(Stored items)
──────────

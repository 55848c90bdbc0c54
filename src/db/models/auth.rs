use axum::async_trait;
use axum::extract::FromRequestParts;
use axum::http::request::Parts;
use diesel::prelude::*;
use serde::{Deserialize, Serialize};
use uuid::Uuid;
use validator::Validate;

use crate::db::soft_delete::SoftDeletable;
use crate::error::AppError;
use crate::validation::rules::{validate_password_strength, validate_username_format};

// User models
#[derive(Queryable, Selectable, Identifiable, Serialize, Clone, Debug)]
#[diesel(table_name = crate::schema::users)]
#[diesel(check_for_backend(diesel::pg::Pg))]
pub struct User {
    pub id: Uuid,
    pub username: String,
    pub email: String,
    pub first_name: String,
    pub last_name: String,
    #[serde(skip_serializing)]
    pub password_hash: String,
    pub is_staff: bool,
    pub is_superuser: bool,
    pub is_student: bool,
    pub student_number: Option<String>,
    pub is_deleted: bool,
    pub date_joined: chrono::DateTime<chrono::Utc>,
    pub updated_at: chrono::DateTime<chrono::Utc>,
}

impl SoftDeletable for User {
    fn is_removed(&self) -> bool {
        self.is_deleted
    }
}

#[derive(Insertable)]
#[diesel(table_name = crate::schema::users)]
pub struct NewUser {
    pub username: String,
    pub email: String,
    pub first_name: String,
    pub last_name: String,
    pub password_hash: String,
    pub is_staff: bool,
    pub is_superuser: bool,
    pub is_student: bool,
    pub student_number: Option<String>,
}

#[derive(AsChangeset, Default)]
#[diesel(table_name = crate::schema::users)]
pub struct UserChanges {
    pub username: Option<String>,
    pub email: Option<String>,
    pub first_name: Option<String>,
    pub last_name: Option<String>,
}

/// Identity of the authenticated caller, resolved by the auth middleware.
#[derive(Serialize, Deserialize, Clone, Debug)]
pub struct AuthUser {
    pub id: Uuid,
    pub username: String,
    pub email: String,
    pub is_staff: bool,
    pub is_superuser: bool,
}

impl From<&User> for AuthUser {
    fn from(user: &User) -> Self {
        Self {
            id: user.id,
            username: user.username.clone(),
            email: user.email.clone(),
            is_staff: user.is_staff,
            is_superuser: user.is_superuser,
        }
    }
}

#[async_trait]
impl<S> FromRequestParts<S> for AuthUser
where
    S: Send + Sync,
{
    type Rejection = AppError;

    async fn from_request_parts(parts: &mut Parts, _state: &S) -> Result<Self, Self::Rejection> {
        parts
            .extensions
            .get::<AuthUser>()
            .cloned()
            .ok_or_else(|| AppError::auth("Authentication credentials were not provided"))
    }
}

#[derive(Deserialize, Validate, Clone)]
pub struct RegisterRequest {
    #[validate(
        length(min = 3, max = 150, message = "Username must be between 3 and 150 characters"),
        custom(function = "validate_username_format")
    )]
    pub username: String,

    #[validate(email(message = "Invalid email format"))]
    pub email: String,

    #[validate(length(min = 1, max = 255, message = "First name is required"))]
    pub first_name: String,

    #[validate(length(min = 1, max = 255, message = "Last name is required"))]
    pub last_name: String,

    #[validate(custom(function = "validate_password_strength"))]
    pub password: String,

    pub confirm_password: String,

    #[serde(default)]
    pub is_student: bool,

    #[serde(default)]
    pub student_number: Option<String>,
}

#[derive(Deserialize, Validate)]
pub struct LoginRequest {
    #[validate(email(message = "Invalid email format"))]
    pub email: String,

    #[validate(length(min = 1, message = "Password is required"))]
    pub password: String,
}

#[derive(Serialize)]
pub struct LoginResponse {
    pub access_token: String,
    pub refresh_token: String,
    pub token_type: String,
    pub expires_in: u64,
    pub user: UserInfo,
}

#[derive(Deserialize, Validate)]
pub struct RefreshTokenRequest {
    #[validate(length(min = 1, message = "Refresh token is required"))]
    pub refresh_token: String,
}

#[derive(Deserialize, Validate, Default)]
pub struct UpdateProfileRequest {
    #[validate(
        length(min = 3, max = 150, message = "Username must be between 3 and 150 characters"),
        custom(function = "validate_username_format")
    )]
    pub username: Option<String>,

    #[validate(email(message = "Invalid email format"))]
    pub email: Option<String>,

    #[validate(length(min = 1, max = 255, message = "First name cannot be empty"))]
    pub first_name: Option<String>,

    #[validate(length(min = 1, max = 255, message = "Last name cannot be empty"))]
    pub last_name: Option<String>,
}

#[derive(Deserialize, Validate)]
pub struct ChangePasswordRequest {
    #[validate(length(min = 1, message = "Current password is required"))]
    pub old_password: String,

    #[validate(custom(function = "validate_password_strength"))]
    pub new_password: String,

    pub confirm_password: String,
}

#[derive(Serialize, Deserialize, Clone, Debug, PartialEq)]
pub struct UserInfo {
    pub id: Uuid,
    pub username: String,
    pub email: String,
    pub first_name: String,
    pub last_name: String,
    pub is_staff: bool,
    pub is_student: bool,
    pub student_number: Option<String>,
    pub date_joined: chrono::DateTime<chrono::Utc>,
}

impl From<User> for UserInfo {
    fn from(user: User) -> Self {
        Self {
            id: user.id,
            username: user.username,
            email: user.email,
            first_name: user.first_name,
            last_name: user.last_name,
            is_staff: user.is_staff,
            is_student: user.is_student,
            student_number: user.student_number,
            date_joined: user.date_joined,
        }
    }
}

#[derive(Serialize, Clone, Debug)]
pub struct UserBasicInfo {
    pub id: Uuid,
    pub username: String,
    pub first_name: String,
    pub last_name: String,
}

impl From<&User> for UserBasicInfo {
    fn from(user: &User) -> Self {
        Self {
            id: user.id,
            username: user.username.clone(),
            first_name: user.first_name.clone(),
            last_name: user.last_name.clone(),
        }
    }
}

──────────

Activity: What you return must be an exact retyping of the lines above starting at the line with "#[derive(AsChangeset, Default)]" and ending at the line with "the auth middleware.", and nothing besides.

Solution to the problem:
#[derive(AsChangeset, Default)]
#[diesel(table_name = crate::schema::users)]
pub struct UserChanges {
    pub username: Option<String>,
    pub email: Option<String>,
    pub first_name: Option<String>,
    pub last_name: Option<String>,
}

/// Identity of the authenticated caller, resolved by the auth middleware.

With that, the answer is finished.